Un'esplosione così vasta e generalizzata da causare profondi
mutamenti nella vita e nel comportamento di migliaia di giovani. In quegli anni nelle società
tardo-capitaliste il potere si avviava ad una trasformazione radicale
dei modelli di vita precedenti (la scolarizzazione di massa, il
consumismo, l'invasione dei mass-media). Il movimento del '68 fu una
reazione a tutto questo, il canto del cigno delle ideologie
rivoluzionarie in un mondo che procedeva verso il crollo totale delle
ideologie. Fu un cocktail di nostalgie rivoluzionarie sostenute non
più da una classe (il proletariato) ma da una generazione (gli
studenti). La gioventù simbolicamente rappresenta il nuovo, il
sovversivo, l'anticapitalismo, l'anticonsumismo, la sperimentazione,
la rivolta di fronte alla passività, all'acquiescenza, al
riformismo, all'imborghesimento delle altre generazioni.

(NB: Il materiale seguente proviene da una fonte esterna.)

//! The `tally` binary: CLI parsing, process wiring, and the HTTP
//! gateway. Exit codes: 0 ok, 2 config error, 3 I/O error, 4 run
//! failure (one-shot mode).

mod cli;
mod error;
mod events;
mod routes;
mod state;

use std::process::ExitCode;
use std::sync::Arc;
use std::time::Duration;

use clap::Parser;
use tally_analysis::cache::ComparisonCache;
use tally_core::traits::IRuns;
use tally_core::types::run::{RunParams, RunStatus};
use tally_core::EventDispatcher;
use tally_engine::JobRunner;
use tally_storage::{DataDirLock, TallyStorageEngine};
use tracing_subscriber::EnvFilter;

use crate::state::AppState;

const EXIT_CONFIG: u8 = 2;
const EXIT_IO: u8 = 3;
const EXIT_RUN_FAILED: u8 = 4;

/// Retention sweep cadence while serving.
const RETENTION_INTERVAL: Duration = Duration::from_secs(6 * 60 * 60);

fn main() -> ExitCode {
    tracing_subscriber::fmt()
        .with_env_filter(EnvFilter::try_from_default_env().unwrap_or_else(|_| EnvFilter::new("info")))
        .init();

    let cli = cli::Cli::parse();
    let config = match cli.resolve_config() {
        Ok(config) => config,
        Err(message) => {
            eprintln!("config error: {message}");
            return ExitCode::from(EXIT_CONFIG);
        }
    };

    // One process per data directory.
    let data_dir = config.effective_data_dir();
    let mut lock = match DataDirLock::new(&data_dir) {
        Ok(lock) => lock,
        Err(e) => {
            eprintln!("cannot prepare data dir: {e}");
            return ExitCode::from(EXIT_IO);
        }
    };
    let _guard = match lock.acquire() {
        Ok(guard) => guard,
        Err(e) => {
            eprintln!("{e}");
            return ExitCode::from(EXIT_IO);
        }
    };

    let store = match TallyStorageEngine::open(&config.store_path()) {
        Ok(store) => Arc::new(store),
        Err(e) => {
            eprintln!("cannot open store: {e}");
            return ExitCode::from(EXIT_IO);
        }
    };
    let cache = match ComparisonCache::new(config.cache_dir()) {
        Ok(cache) => Arc::new(cache),
        Err(e) => {
            eprintln!("cannot prepare cache dir: {e}");
            return ExitCode::from(EXIT_IO);
        }
    };

    let mut dispatcher = EventDispatcher::new();
    dispatcher.register(Arc::new(events::LoggingHandler));
    let runner = Arc::new(JobRunner::new(
        Arc::clone(&store),
        Arc::clone(&cache),
        config.clone(),
        dispatcher,
    ));

    if let (Some(file_a), Some(file_b)) = (&cli.file_a, &cli.file_b) {
        return one_shot(
            &store,
            &runner,
            RunParams {
                file_a: file_a.display().to_string(),
                file_b: file_b.display().to_string(),
                num_columns: cli.num_columns,
                expected_combinations: vec![],
                excluded_combinations: vec![],
                max_rows: 0,
                data_quality_check: false,
                use_intelligent_discovery: false,
            },
        );
    }

    serve(cli.listen, store, cache, runner, config)
}

/// Submit one run, wait for it, print the outcome as JSON.
fn one_shot(
    store: &Arc<TallyStorageEngine>,
    runner: &Arc<JobRunner>,
    params: RunParams,
) -> ExitCode {
    let run_id = match runner.submit(params) {
        Ok(id) => id,
        Err(e) => {
            eprintln!("submission failed: {e}");
            return ExitCode::from(EXIT_RUN_FAILED);
        }
    };

    let status = loop {
        match store.get_run(run_id) {
            Ok(Some(run)) if run.status.is_terminal() => break run.status,
            Ok(_) => std::thread::sleep(Duration::from_millis(200)),
            Err(e) => {
                eprintln!("status poll failed: {e}");
                return ExitCode::from(EXIT_IO);
            }
        }
    };

    let run = store.get_run(run_id).ok().flatten();
    println!(
        "{}",
        serde_json::json!({
            "run_id": run_id,
            "status": status.as_str(),
            "error_message": run.and_then(|r| r.error_message),
        })
    );
    if status == RunStatus::Completed {
        ExitCode::SUCCESS
    } else {
        ExitCode::from(EXIT_RUN_FAILED)
    }
}

fn serve(
    listen: String,
    store: Arc<TallyStorageEngine>,
    cache: Arc<ComparisonCache>,
    runner: Arc<JobRunner>,
    config: tally_core::EngineConfig,
) -> ExitCode {
    // Periodic retention sweep.
    {
        let runner = Arc::clone(&runner);
        std::thread::Builder::new()
            .name("tally-retention".to_string())
            .spawn(move || loop {
                std::thread::sleep(RETENTION_INTERVAL);
                match runner.purge_expired() {
                    Ok(purged) if !purged.is_empty() => {
                        tracing::info!(count = purged.len(), "retention purged runs");
                    }
                    Ok(_) => {}
                    Err(e) => tracing::warn!(error = %e, "retention sweep failed"),
                }
            })
            .expect("failed to spawn retention thread");
    }

    let state = AppState {
        store,
        cache,
        runner,
        config: Arc::new(config),
    };
    let app = routes::router(state);

    let runtime = match tokio::runtime::Runtime::new() {
        Ok(rt) => rt,
        Err(e) => {
            eprintln!("cannot start runtime: {e}");
            return ExitCode::from(EXIT_IO);
        }
    };

    runtime.block_on(async move {
        let listener = match tokio::net::TcpListener::bind(&listen).await {
            Ok(listener) => listener,
            Err(e) => {
                eprintln!("cannot bind {listen}: {e}");
                return ExitCode::from(EXIT_IO);
            }
        };
        tracing::info!(%listen, "gateway listening");
        match axum::serve(listener, app).await {
            Ok(()) => ExitCode::SUCCESS,
            Err(e) => {
                eprintln!("server error: {e}");
                ExitCode::from(EXIT_IO)
            }
        }
    })
}
//! # tally-engine
//!
//! The job runner: accepts submissions without blocking, drives each
//! run through its ordered stages on a bounded worker pool, publishes
//! progress events, and isolates failures per run.

mod context;
mod runner;
mod stages;

pub mod retry;

pub use runner::JobRunner;

/// Current wall-clock time as Unix epoch milliseconds.
pub(crate) fn now_ms() -> i64 {
    std::time::SystemTime::now()
        .duration_since(std::time::UNIX_EPOCH)
        .map(|d| d.as_millis() as i64)
        .unwrap_or(0)
}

Il '68 colse tutti di sorpresa, sia i
partiti storici della sinistra sia i gruppi rivoluzionari (anarchici
inclusi); nessuno comprese quello che stava accadendo, nessuno capì
che si trattava di una rivolta esistenziale che come tale voleva
mettere tutto in discussione (dal modo di vestirsi al come fare
l'amore, ai rapporti di produzione), ma tutti cercarono di analizzare
il fenomeno secondo la vecchia (d'altronde unica disponibile)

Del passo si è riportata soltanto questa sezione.